How to debug a rare deadlock?

How to debug a rare deadlock? - c++

I'm trying to debug a custom thread pool implementation that has rarely deadlocks. So I cannot use a debugger like gdb because I have click like 100 times "launch" debugger before having a deadlock.
Currently, I'm running the threadpool test in an infinite loop in a shell script, but that means I cannot see variables and so on. I'm trying to std::cout data, but that slow down the thread and reduce the risk of deadlocks meaning that I can wait like 1hour with my infinite before getting messages. Then I don't get the error, and I need more messages, which means waiting one more hour...
How to efficiently debug the program so that its restart over and over until it deadlocks ? (Or maybe should I open another question with all the code for some help ?)
Thank you in advance !
Bonus question : how to check everything goes fine with a std::condition_variable ? You cannot really tell which thread are asleep or if a race condition occurs on the wait condition.

There are 2 basic ways:
Automate the running of program under debugger. Using gdb program -ex 'run <args>' -ex 'quit' should run the program under debugger and then quit. If the program is still alive in one form or another (segfault, or you broke it manually) you will be asked for confirmation.
Attach the debugger after reproducing the deadlock. For example gdb can be run as gdb <program> <pid> to attach to running program - just wait for deadlock and attach then. This is especially useful when attached debugger causes timing to be changed and you can no longer repro the bug.
In this way you can just run it in loop and wait for result while you drink coffee. BTW - I find the second option easier.
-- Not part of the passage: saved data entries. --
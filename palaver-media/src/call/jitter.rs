//! Jitter buffer for received audio
//!
//! Absorbs network arrival jitter by queueing decoded 20ms frames between
//! the receive path and the playback clock. The buffer primes until the
//! low-water mark before emitting, drains one frame per playback tick,
//! and sheds the oldest frames past the high-water mark so latency stays
//! bounded.

use std::collections::VecDeque;

use palaver_common::media::{JITTER_HIGH_WATER_FRAMES, JITTER_LOW_WATER_FRAMES};

// =============================================================================
// Jitter Buffer
// =============================================================================

/// Bounded FIFO of decoded PCM frames
///
/// Not a timestamp-based adaptive buffer: frames play in arrival order
/// and depth alone drives the latency/robustness tradeoff.
pub struct JitterBuffer {
    /// Queued frames, oldest first
    queue: VecDeque<Vec<i16>>,
    /// Minimum depth before playback starts (or restarts after underrun)
    low_water: usize,
    /// Maximum depth; older frames are shed beyond this
    high_water: usize,
    /// Whether we are accumulating toward the low-water mark
    priming: bool,
    /// Times the queue ran dry during playback
    underruns: u64,
    /// Frames shed at the high-water mark
    dropped: u64,
}

impl JitterBuffer {
    /// Create a buffer with the default water marks
    pub fn new() -> Self {
        Self::with_water_marks(JITTER_LOW_WATER_FRAMES, JITTER_HIGH_WATER_FRAMES)
    }

    /// Create a buffer with custom water marks
    pub fn with_water_marks(low_water: usize, high_water: usize) -> Self {
        Self {
            queue: VecDeque::new(),
            low_water,
            high_water,
            priming: true,
            underruns: 0,
            dropped: 0,
        }
    }

    /// Enqueue a decoded frame, shedding the oldest past the high-water mark
    ///
    /// Returns the queue depth after the operation. Depth never exceeds
    /// the high-water mark on return.
    pub fn enqueue(&mut self, frame: Vec<i16>) -> usize {
        self.queue.push_back(frame);
        while self.queue.len() > self.high_water {
            self.queue.pop_front();
            self.dropped += 1;
        }
        self.queue.len()
    }

    /// Take the next frame for playback, if the buffer is ready
    ///
    /// Returns `None` while priming (depth below the low-water mark);
    /// the caller plays silence for that tick. Once primed, every tick
    /// yields a frame until the queue runs dry, which counts an underrun
    /// and re-enters priming.
    pub fn drain_tick(&mut self) -> Option<Vec<i16>> {
        if self.priming {
            if self.queue.len() < self.low_water {
                return None;
            }
            self.priming = false;
        }

        let frame = self.queue.pop_front();
        match frame {
            Some(frame) => {
                if self.queue.is_empty() {
                    self.underruns += 1;
                    self.priming = true;
                }
                Some(frame)
            }
            None => {
                // Drained dry before this tick; re-prime without
                // double-counting the underrun
                self.priming = true;
                None
            }
        }
    }

    /// Current queue depth in frames
    pub fn len(&self) -> usize {
        self.queue.len()
    }

    /// Whether the queue is empty
    pub fn is_empty(&self) -> bool {
        self.queue.is_empty()
    }

    /// Times the queue ran dry during playback
    pub fn underruns(&self) -> u64 {
        self.underruns
    }

    /// Frames shed at the high-water mark
    pub fn dropped(&self) -> u64 {
        self.dropped
    }
}

impl Default for JitterBuffer {
    fn default() -> Self {
        Self::new()
    }
}

// =============================================================================
// Tests
// =============================================================================

#[cfg(test)]
mod tests {
    use super::*;

    fn frame(tag: i16) -> Vec<i16> {
        vec![tag; 960]
    }

    #[test]
    fn test_primes_to_low_water_before_emitting() {
        let mut buffer = JitterBuffer::with_water_marks(2, 10);

        assert!(buffer.drain_tick().is_none());
        buffer.enqueue(frame(1));
        assert!(buffer.drain_tick().is_none());
        buffer.enqueue(frame(2));
        assert_eq!(buffer.drain_tick(), Some(frame(1)));
    }

    #[test]
    fn test_fifo_order() {
        let mut buffer = JitterBuffer::with_water_marks(1, 10);
        for tag in 0..5 {
            buffer.enqueue(frame(tag));
        }
        for tag in 0..5 {
            assert_eq!(buffer.drain_tick(), Some(frame(tag)));
        }
    }

    #[test]
    fn test_depth_never_exceeds_high_water() {
        let mut buffer = JitterBuffer::with_water_marks(2, 10);
        for tag in 0..100 {
            let depth = buffer.enqueue(frame(tag));
            assert!(depth <= 10);
        }
        assert_eq!(buffer.len(), 10);
    }

    #[test]
    fn test_overflow_sheds_oldest() {
        let mut buffer = JitterBuffer::with_water_marks(1, 3);
        for tag in 0..5 {
            buffer.enqueue(frame(tag));
        }
        assert_eq!(buffer.dropped(), 2);
        // Frames 0 and 1 were shed; 2 plays first
        assert_eq!(buffer.drain_tick(), Some(frame(2)));
    }

    #[test]
    fn test_underrun_counts_and_reprimes() {
        let mut buffer = JitterBuffer::with_water_marks(2, 10);
        buffer.enqueue(frame(1));
        buffer.enqueue(frame(2));

        assert_eq!(buffer.drain_tick(), Some(frame(1)));
        // Last frame out: queue hits zero, underrun recorded
        assert_eq!(buffer.drain_tick(), Some(frame(2)));
        assert_eq!(buffer.underruns(), 1);

        // Re-primed: one frame is not enough to resume
        buffer.enqueue(frame(3));
        assert!(buffer.drain_tick().is_none());
        buffer.enqueue(frame(4));
        assert_eq!(buffer.drain_tick(), Some(frame(3)));
    }

    #[test]
    fn test_steady_state_emits_every_tick() {
        let mut buffer = JitterBuffer::with_water_marks(2, 10);
        buffer.enqueue(frame(0));
        buffer.enqueue(frame(1));
        buffer.enqueue(frame(2));

        // One in, one out: never underruns
        for tag in 0..20 {
            assert!(buffer.drain_tick().is_some());
            buffer.enqueue(frame(tag + 3));
        }
        assert_eq!(buffer.underruns(), 0);
    }
}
If this is some kind of homework - restarting again and again with more debug will be a reasonable approach.
If somebody pays money for every hour you wait, they might prefer to invest in a software that supports replay-based debugging, that is, a software that records everything a program does, every instruction, and allows you to replay it again and again, debugging back and forth. Thus instead of adding more debug, you record a session during which a deadlock happens, and then start debugging just before the deadlock happened. You can step back and forth as often as you want, until you finally found the culprit.
The software mentioned in the link actually supports Linux and multithreading.

Mozilla rr open source replay based debugging
https://github.com/mozilla/rr
Hans mentioned replay based debugging, but there is a specific open source implementation that is worth mentioning: Mozilla rr.
First you do a record run, and then you can replay the exact same run as many times as you want, and observe it in GDB, and it preserves everything, including input / output and thread ordering.
The official website mentions:
rr's original motivation was to make debugging of intermittent failures easie
Furthermore, rr enables GDB reverse debugging commands such as reverse-next to go to the previous line, which makes it much easier to find the root cause of the problem.
Here is a minimal example of rr in action: How to go to the previous line in GDB?
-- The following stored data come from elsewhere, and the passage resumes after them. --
//! Palaver Common Library
//!
//! Shared wire-format types and constants for the Palaver call media
//! transport: fragment headers, control messages, peer identities, and
//! the codec frame contract.

pub mod control;
pub mod fragment;
pub mod media;
pub mod peer;

/// Default UDP port for the media relay
pub const DEFAULT_RELAY_PORT: u16 = 7750;
//! Control messages for the relay channel
//!
//! Registration and session lifecycle travel as human-readable JSON
//! datagrams on the same socket as binary media fragments. A JSON
//! datagram always starts with `{`, so it can never carry the media
//! magic tag; the receiver tries a control parse only after the magic
//! check fails.
//!
//! These messages are advisory. The transport is connectionless and the
//! relay does not acknowledge them; session intent is tracked by the
//! local consumer.

use serde::{Deserialize, Serialize};

/// Logical media channel of a session
#[derive(Debug, Clone, Copy, PartialEq, Eq, Serialize, Deserialize, Default)]
#[serde(rename_all = "lowercase")]
pub enum MediaChannel {
    /// Voice audio (Opus frames)
    #[default]
    Audio,
    /// Video frames
    Video,
}

/// Control messages exchanged with the relay
#[derive(Debug, Clone, PartialEq, Eq, Serialize, Deserialize)]
#[serde(tag = "type")]
pub enum ControlMessage {
    /// Identify this endpoint to the relay (best-effort, no ack)
    Register { from: String },
    /// Announce intent to stream media to a peer
    SessionStart {
        from: String,
        to: String,
        channel: MediaChannel,
    },
    /// Announce the end of a media session
    SessionEnd { from: String, to: String },
}

impl ControlMessage {
    /// Serialize to a JSON datagram
    ///
    /// # Errors
    ///
    /// Returns the serializer's message if encoding fails.
    pub fn to_bytes(&self) -> Result<Vec<u8>, String> {
        serde_json::to_vec(self).map_err(|e| format!("Failed to encode control message: {}", e))
    }

    /// Deserialize from a JSON datagram
    ///
    /// Returns `None` if the datagram is not a valid control message.
    pub fn from_bytes(bytes: &[u8]) -> Option<Self> {
        serde_json::from_slice(bytes).ok()
    }
}

/// Session lifecycle notification delivered to the local consumer
#[derive(Debug, Clone, Copy, PartialEq, Eq)]
pub enum SessionEventKind {
    /// The peer opened a media session on the given channel
    Started(MediaChannel),
    /// The peer closed its media session
    Ended,
}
You can run your test case under GDB in a loop using the command shown in https://stackoverflow.com/a/8657833/341065: gdb --eval-command=run --eval-command=quit --args ./a.out.
I have used this myself: (while gdb --eval-command=run --eval-command=quit --args ./thread_testU ; do echo . ; done).
Once it deadlocks and does not exit, you can just interrupt it by CTRL+C to enter into the debugger.

An easy quick debug to find deadlocks is to have some global variables that you modify where you want to debug, and then print it in a signal handler. You can use SIGINT (sent when you interrupt with ctrl+c) or SIGTERM (sent when you kill the program):
int dbg;
int multithreaded_function()
{
signal(SIGINT, dbg_sighandler);
...
dbg = someVar;
...
}
void dbg_sighandler(int)
{
std::cout << dbg1 << std::endl;
std::exit(EXIT_FAILURE);
}
Like that you just see the state of all your debug variables when you interrupt the program with ctrl+c.
In addition you can run it in a shell while loop:
$> while [ $? -eq 0 ]
do
./my_program
done
which will run your program forever until it fails ($? is the exit status of your program and you exit with EXIT_FAILURE in your signal handler).
It worked well for me, especially for finding out how many thread passed before and after what locks.
It is quite rustic, but you do not need any extra tool and it is fast to implement.

Related

Attaching to gdb interupts and won't continue the process

got some big real time project to deal with (multiple processes (IPCs), multi Everything in short).
My working on process is started as service on Linux. I have the root access.
Here is the problem:
I'm trying to attach to a running proc, tried starting it through/with gdb but the result is the same: it stops the executable once I "touched" it with gdb or sometimes it throws:
Program received signal SIGUSR1, User defined signal 1. [Switching to Thread 0x7f9fe869f700 (LWP 2638)]
of course from there nothing can be done.
Tried:
handle all nostop
attach to launched as service (daemon) or launched as regular proc
started from gdb
thought maybe forking/multi-threaded problem - implemented in the very beginning sleep for 10 seconds - attached to it with "continue"
Guys, all I want it is to debug, hit the breakpoints, etc.
Please help! Share ideas.
Editing actual commands:
1) gdb attach myProcId. Then after reading symbols, I hit "c" which results:
Program received signal SIGUSR1, User defined signal 1.
[Switching to Thread 0x7f9fe869f700 (LWP 2638)]
0x00007f9fec09bf73 in select () from /lib64/libc.so.6
2) If I make the first line 10 seconds sleep in the code, attaching to the process, hit "c", result: it runs, shows info threads, backtrace of main, but never hits the breakpoint (for sure the code runs there - I get logs and different behaviour if I change code there), meaning the process is stuck.
3) All other combinations like gdb path/to/my/proc args list, then start. Where arg list played with different related options gdb gives us.
Maybe worth to mention: process network packets related, timers driven also.
But for me the important thing is a current snapshot on break, i don't care what will happen to the system after timers expired.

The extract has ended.